Oh yeah - I also wanted to touch on something NewAndImproved said:
I see where Harry is coming from...

However, I think the premise "confusing" is somewhat wrong, though, simply because it assumes that the guy has the OPTIMAL skills to interact, communicate with and lead women.
This is very true as well. While a girl will make it easy to tell if she likes you, it's still the guy's job to know how to communicate with a girl so that like will be there in the first place. For many guys, this will mean having to wait a few years while they build up their confidence. The best way to do this is to... well, do things that make you confident. For me, it was moving out to L.A. by myself, getting a job, being successful in a few areas of my life that I wanted to be successful in, and not having to rely so much on others to help me.

Real talk, guys: for most of you, once you're out on your own and able to take care of yourselves, you'll be surprised at just how confident you become in yourself - and that confidence will carry over into your dating lives. For example: if you're living at home with your Mom right now, you'll probably have a hard time feeling confident in your ability to attract a woman.

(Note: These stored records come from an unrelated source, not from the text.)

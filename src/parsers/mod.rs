mod dimacs;
mod ilp;

pub use dimacs::parse_cnf;
pub use ilp::parse_ilp;
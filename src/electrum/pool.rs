//! Supervisor over a pool of Electrum client connections.
//!
//! The pool keeps up to `max_chain_connections` clients alive against
//! randomly picked servers, elects a single master that is authoritative
//! for the chain tip and serves requests, and republishes connection
//! events to registered status listeners and onto the event bus. A
//! disconnect schedules a deferred retry against a fresh address; losing
//! the master promotes the connection with the highest tip.
//!
//! All state lives on a private task draining the pool's mailbox; the
//! public handle only enqueues.

use std::collections::{HashMap, HashSet};
use std::sync::atomic::{AtomicU64, Ordering};
use std::sync::Arc;

use rand::prelude::*;
use tokio::sync::mpsc::{self, UnboundedReceiver, UnboundedSender, WeakUnboundedSender};
use tokio::sync::oneshot;

use crate::config::PoolConfig;
use crate::error::{ElectrumError, ElectrumResult, Result};
use crate::event_bus::EventBus;
use crate::types::{BlockHeader, ScriptHash};

use super::client::{
    ClientEvent, ClientId, ElectrumClient, ElectrumClientFactory, ElectrumRequest,
    ElectrumResponse, HeaderNotification, ScriptHashNotification,
};
use super::servers::{read_server_addresses, ServerAddress};

/// A new tip must exceed the master's height by more than this many blocks
/// before the pool switches master, so peers learning blocks slightly out
/// of order do not cause flapping.
pub const MASTER_SWITCH_HYSTERESIS_BLOCKS: u32 = 2;

/// Connection events delivered to status listeners and the event bus.
#[derive(Debug, Clone, PartialEq, Eq)]
pub enum ElectrumEvent {
    /// A master connection is available at the given chain tip.
    Ready { source: ClientId, height: u32, tip: BlockHeader, address: ServerAddress },
    /// The pool lost its connections, or the master is being replaced.
    Disconnected { source: ClientId },
}

#[derive(Debug, Clone)]
enum PoolState {
    Disconnected,
    Connected { master: ClientId, tips: HashMap<ClientId, (u32, BlockHeader)> },
}

enum PoolMsg {
    InitConnect,
    Connect,
    ClientConnected { id: ClientId, client: Arc<dyn ElectrumClient> },
    Client(ClientEvent),
    AddStatusListener(UnboundedSender<ElectrumEvent>),
    SubscribeHeaders {
        listener: UnboundedSender<HeaderNotification>,
        reply: oneshot::Sender<ElectrumResult<()>>,
    },
    SubscribeScriptHash {
        script_hash: ScriptHash,
        listener: UnboundedSender<ScriptHashNotification>,
        reply: oneshot::Sender<ElectrumResult<()>>,
    },
    Request {
        request: ElectrumRequest,
        reply: oneshot::Sender<ElectrumResult<ElectrumResponse>>,
    },
}

/// Handle to the Electrum client pool.
#[derive(Clone)]
pub struct ElectrumClientPool {
    tx: UnboundedSender<PoolMsg>,
    block_count: Arc<AtomicU64>,
}
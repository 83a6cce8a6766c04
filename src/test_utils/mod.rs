//! Shared test fixtures: mock collaborators and deterministic data
//! constructors.

use std::collections::{HashMap, HashSet};
use std::net::SocketAddr;
use std::sync::{Arc, Mutex};

use async_trait::async_trait;
use tokio::sync::mpsc::UnboundedSender;

use crate::channels::{ChannelSnapshot, ChannelSource};
use crate::comms::{CommsTower, ListenerId, PeerEvent, PeerListener, WireMessage, Worker};
use crate::electrum::client::{
    ClientEvent, ClientId, ElectrumClient, ElectrumClientFactory, ElectrumRequest,
    ElectrumResponse, HeaderNotification, ScriptHashNotification,
};
use crate::electrum::servers::{ServerAddress, SslMode};
use crate::error::{ElectrumError, ElectrumResult};
use crate::swap::{SwapOutListener, SwapOutResponseExt};
use crate::types::{BlockHeader, FeatureFlags, MilliSat, NodeId, RemoteNodeInfo, Satoshi, ScriptHash};

/// Deterministic node id; distinct inputs give distinct keys.
pub fn node_id(n: u8) -> NodeId {
    let mut key = [n; 33];
    key[0] = 0x02;
    NodeId(key)
}

/// Deterministic peer info on a loopback address.
pub fn remote_info(n: u8) -> RemoteNodeInfo {
    let address: SocketAddr = format!("127.0.0.1:{}", 9735 + n as u16).parse().unwrap();
    RemoteNodeInfo::new(node_id(n), address)
}

/// Header whose nonce encodes the height, so assertions can tell tips apart.
pub fn header_at(height: u32) -> BlockHeader {
    BlockHeader {
        version: 0x2000_0000,
        time: 1_700_000_000 + height,
        bits: 0x1703_2acd,
        nonce: height,
        ..BlockHeader::default()
    }
}

/// Deterministic server address.
pub fn server(n: u8) -> ServerAddress {
    ServerAddress::new(format!("electrum{}.test", n), 50_002, SslMode::Loose)
}

/// Channel snapshot usable for routing.
pub fn channel(remote: NodeId, send_msat: u64, receive_msat: u64) -> ChannelSnapshot {
    ChannelSnapshot {
        remote_node_id: remote,
        available_for_send: MilliSat(send_msat),
        available_for_receive: MilliSat(receive_msat),
        operational_and_open: true,
    }
}

/// Yield repeatedly so spawned tasks drain their mailboxes.
pub async fn settle() {
    for _ in 0..64 {
        tokio::task::yield_now().await;
    }
}

/// Poll `cond` between yields until it holds.
pub async fn wait_for(mut cond: impl FnMut() -> bool) {
    for _ in 0..2048 {
        if cond() {
            return;
        }
        tokio::task::yield_now().await;
    }
    panic!("condition not satisfied in time");
}

/// Comms tower double recording outbound traffic and listener churn.
///
/// Like the real tower, registering a listener for a peer that is already
/// connected synthesises an immediate `Operational` callback carrying the
/// peer's configured features.
#[derive(Default)]
pub struct MockCommsTower {
    pub sent: Mutex<Vec<(NodeId, WireMessage)>>,
    pub listeners: Mutex<HashMap<NodeId, Vec<PeerListener>>>,
    pub removed: Mutex<Vec<(NodeId, ListenerId)>>,
    pub peer_features: Mutex<HashMap<NodeId, FeatureFlags>>,
}

impl MockCommsTower {
    pub fn new() -> Arc<Self> {
        Arc::new(Self::default())
    }

    /// Mark a peer as connected with the given features.
    pub fn set_peer_features(&self, info: &RemoteNodeInfo, features: FeatureFlags) {
        self.peer_features.lock().unwrap().insert(info.node_id, features);
    }

    /// Deliver an event to every listener registered for the peer.
    pub fn deliver(&self, info: &RemoteNodeInfo, event: PeerEvent) {
        let listeners = self.listeners.lock().unwrap();
        if let Some(registered) = listeners.get(&info.node_id) {
            for listener in registered {
                let _ = listener.events.send(event.clone());
            }
        }
    }

    pub fn sent_to(&self, node: NodeId) -> Vec<WireMessage> {
        self.sent
            .lock()
            .unwrap()
            .iter()
            .filter(|(to, _)| *to == node)
            .map(|(_, msg)| msg.clone())
            .collect()
    }

    pub fn take_sent(&self) -> Vec<(NodeId, WireMessage)> {
        std::mem::take(&mut *self.sent.lock().unwrap())
    }

    pub fn sent_count(&self) -> usize {
        self.sent.lock().unwrap().len()
    }

    pub fn removed_count(&self) -> usize {
        self.removed.lock().unwrap().len()
    }
}

impl CommsTower for MockCommsTower {
    fn listen(&self, listener: PeerListener, remote: &RemoteNodeInfo) {
        if let Some(features) = self.peer_features.lock().unwrap().get(&remote.node_id) {
            let _ = listener.events.send(PeerEvent::Operational {
                worker: Worker::new(remote.clone()),
                their_init: *features,
            });
        }
        self.listeners.lock().unwrap().entry(remote.node_id).or_default().push(listener);
    }

    fn remove_listener(&self, remote: &RemoteNodeInfo, listener: ListenerId) {
        if let Some(registered) = self.listeners.lock().unwrap().get_mut(&remote.node_id) {
            registered.retain(|l| l.id != listener);
        }
        self.removed.lock().unwrap().push((remote.node_id, listener));
    }

    fn send_many(&self, message: Option<WireMessage>, to: NodeId) {
        if let Some(msg) = message {
            self.sent.lock().unwrap().push((to, msg));
        }
    }
}

/// Channel manager double with swappable balances.
#[derive(Default)]
pub struct MockChannelSource {
    channels: Mutex<Vec<ChannelSnapshot>>,
}

impl MockChannelSource {
    pub fn new() -> Arc<Self> {
        Arc::new(Self::default())
    }

    pub fn set_channels(&self, channels: Vec<ChannelSnapshot>) {
        *self.channels.lock().unwrap() = channels;
    }
}

impl ChannelSource for MockChannelSource {
    fn channels(&self) -> Vec<ChannelSnapshot> {
        self.channels.lock().unwrap().clone()
    }
}

/// Electrum client double recording subscriptions and requests.
pub struct MockElectrumClient {
    pub id: ClientId,
    pub header_listeners: Mutex<Vec<UnboundedSender<HeaderNotification>>>,
    pub script_listeners: Mutex<Vec<(ScriptHash, UnboundedSender<ScriptHashNotification>)>>,
    pub requests: Mutex<Vec<ElectrumRequest>>,
}

impl MockElectrumClient {
    fn new(id: ClientId) -> Self {
        Self {
            id,
            header_listeners: Mutex::new(Vec::new()),
            script_listeners: Mutex::new(Vec::new()),
            requests: Mutex::new(Vec::new()),
        }
    }

    pub fn request_count(&self) -> usize {
        self.requests.lock().unwrap().len()
    }

    pub fn header_listener_count(&self) -> usize {
        self.header_listeners.lock().unwrap().len()
    }
}

#[async_trait]
impl ElectrumClient for MockElectrumClient {
    fn subscribe_headers(&self, listener: UnboundedSender<HeaderNotification>) {
        self.header_listeners.lock().unwrap().push(listener);
    }

    fn subscribe_script_hash(
        &self,
        script_hash: ScriptHash,
        listener: UnboundedSender<ScriptHashNotification>,
    ) {
        self.script_listeners.lock().unwrap().push((script_hash, listener));
    }

    async fn request(&self, request: ElectrumRequest) -> ElectrumResult<ElectrumResponse> {
        self.requests.lock().unwrap().push(request);
        Ok(ElectrumResponse::FeeEstimate {
            fee_per_kb: Satoshi(1_000),
        })
    }
}

/// Client factory double. Tests drive the pool by emitting [`ClientEvent`]s
/// through the events channel captured on the first connect.
#[derive(Default)]
pub struct ScriptedFactory {
    pub connects: Mutex<Vec<(ClientId, ServerAddress)>>,
    pub clients: Mutex<HashMap<ClientId, Arc<MockElectrumClient>>>,
    pub events: Mutex<Option<UnboundedSender<ClientEvent>>>,
    pub fail_hosts: Mutex<HashSet<String>>,
}

impl ScriptedFactory {
    pub fn new() -> Arc<Self> {
        Arc::new(Self::default())
    }

    /// Make connect attempts against this host fail at the factory level.
    pub fn fail_host(&self, host: &str) {
        self.fail_hosts.lock().unwrap().insert(host.to_string());
    }

    pub fn connect_count(&self) -> usize {
        self.connects.lock().unwrap().len()
    }

    pub fn connected_ids(&self) -> Vec<ClientId> {
        self.connects.lock().unwrap().iter().map(|(id, _)| *id).collect()
    }

    pub fn client(&self, id: ClientId) -> Arc<MockElectrumClient> {
        self.clients.lock().unwrap().get(&id).cloned().expect("no such client")
    }

    pub fn emit(&self, event: ClientEvent) {
        let events = self.events.lock().unwrap();
        let sender = events.as_ref().expect("no connect happened yet");
        let _ = sender.send(event);
    }

    pub fn ready(&self, id: ClientId, height: u32) {
        self.emit(ClientEvent::Ready {
            source: id,
            height,
            tip: header_at(height),
        });
    }

    pub fn announce(&self, id: ClientId, height: u32) {
        self.emit(ClientEvent::HeaderSubscription {
            source: id,
            height,
            tip: header_at(height),
        });
    }

    pub fn disconnect(&self, id: ClientId) {
        self.emit(ClientEvent::Disconnected {
            source: id,
        });
    }
}

#[async_trait]
impl ElectrumClientFactory for ScriptedFactory {
    async fn connect(
        &self,
        id: ClientId,
        address: &ServerAddress,
        events: UnboundedSender<ClientEvent>,
    ) -> ElectrumResult<Arc<dyn ElectrumClient>> {
        *self.events.lock().unwrap() = Some(events);
        self.connects.lock().unwrap().push((id, address.clone()));

        if self.fail_hosts.lock().unwrap().contains(&address.host) {
            return Err(ElectrumError::Connection(format!("refused by {}", address)));
        }

        let client = Arc::new(MockElectrumClient::new(id));
        self.clients.lock().unwrap().insert(id, client.clone());
        Ok(client)
    }
}

/// Swap-out outcome as observed through the callbacks.
#[derive(Debug, Clone, PartialEq, Eq)]
pub enum SwapOutcome {
    Pending,
    Found(Vec<SwapOutResponseExt>),
    NoProvider,
    Timeout,
}

/// Callback recorder for swap-out searches.
#[derive(Clone)]
pub struct RecordingSwapListener {
    outcome: Arc<Mutex<SwapOutcome>>,
}

impl RecordingSwapListener {
    pub fn new() -> Self {
        Self {
            outcome: Arc::new(Mutex::new(SwapOutcome::Pending)),
        }
    }

    pub fn outcome(&self) -> SwapOutcome {
        self.outcome.lock().unwrap().clone()
    }

    pub fn is_decided(&self) -> bool {
        self.outcome() != SwapOutcome::Pending
    }
}

impl Default for RecordingSwapListener {
    fn default() -> Self {
        Self::new()
    }
}

impl SwapOutListener for RecordingSwapListener {
    fn on_found(&mut self, offers: Vec<SwapOutResponseExt>) {
        let mut outcome = self.outcome.lock().unwrap();
        assert_eq!(*outcome, SwapOutcome::Pending, "callback fired twice");
        *outcome = SwapOutcome::Found(offers);
    }

    fn on_no_provider_swap_out_support(&mut self) {
        let mut outcome = self.outcome.lock().unwrap();
        assert_eq!(*outcome, SwapOutcome::Pending, "callback fired twice");
        *outcome = SwapOutcome::NoProvider;
    }

    fn on_timeout_and_no_response(&mut self) {
        let mut outcome = self.outcome.lock().unwrap();
        assert_eq!(*outcome, SwapOutcome::Pending, "callback fired twice");
        *outcome = SwapOutcome::Timeout;
    }
}
//! Connectivity cores for a Lightning Network wallet.
//!
//! This library implements the three event-driven state machines that tie
//! a wallet to the outside world:
//!
//! - [`TrampolineBroadcaster`]: recomputes per-peer trampoline routing
//!   advertisements from channel balances every 10 seconds and sends only
//!   the entries that changed
//! - [`ElectrumClientPool`]: multiplexes several Electrum server
//!   connections, elects a master chain-tip source with switch hysteresis,
//!   and republishes connection events
//! - [`SwapOutFeeratesHandler`]: solicits swap-out fee offers from channel
//!   peers under a two-phase timeout
//!
//! Each machine runs on its own task and is driven purely by enqueued
//! messages, so handlers never race and never block. Collaborators (the
//! comms tower, the channel manager, Electrum clients) are injected behind
//! traits; the machines hold no references to each other.
//!
//! # Quick Start
//!
//! ```no_run
//! use std::sync::Arc;
//!
//! use lnwallet_net::config::PoolConfig;
//! use lnwallet_net::electrum::{ElectrumClientFactory, ElectrumClientPool};
//! use lnwallet_net::event_bus::EventBus;
//!
//! # fn connect_factory() -> Arc<dyn ElectrumClientFactory> { unimplemented!() }
//! #[tokio::main]
//! async fn main() -> Result<(), Box<dyn std::error::Error>> {
//!     let bus = EventBus::default();
//!     let pool = ElectrumClientPool::new(PoolConfig::mainnet(), connect_factory(), bus.clone())?;
//!
//!     let mut events = bus.subscribe();
//!     pool.init_connect();
//!
//!     while let Ok(event) = events.recv().await {
//!         println!("chain event: {:?}, height {}", event, pool.block_count());
//!     }
//!     Ok(())
//! }
//! ```

#[cfg(any(test, feature = "test-utils"))]
pub mod test_utils;

pub mod channels;
pub mod comms;
pub mod config;
pub mod electrum;
pub mod error;
pub mod event_bus;
pub mod logging;
pub mod swap;
pub mod trampoline;
pub mod types;

// Re-export main types for convenience
pub use channels::{ChannelSnapshot, ChannelSource};
pub use comms::{CommsTower, PeerEvent, PeerListener, TrampolineOn, TrampolineStatus, WireMessage};
pub use config::PoolConfig;
pub use electrum::{ElectrumClientPool, ElectrumEvent};
pub use error::{ElectrumError, LoggingError, WalletError};
pub use event_bus::EventBus;
pub use logging::{init_console_logging, init_logging, LogFileConfig, LoggingConfig, LoggingGuard};
pub use swap::SwapOutFeeratesHandler;
pub use trampoline::TrampolineBroadcaster;
pub use types::{ChainHash, FeatureFlags, MilliSat, Network, NodeId, RemoteNodeInfo, Satoshi};

/// Current version of the lnwallet-net library.
pub const VERSION: &str = env!("CARGO_PKG_VERSION");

However, once you get your own place, you gain more confidence because now, if she likes you, you know you have a place to take her. So, it's really important a guy get himself together first BEFORE trying to bring a girl into his life. Yes, it's true that a girl who likes you will like you regardless of your circumstance; however, it's psychologically better for you as a guy to have stuff in order so you won't be second-guessing her interest in you all the time.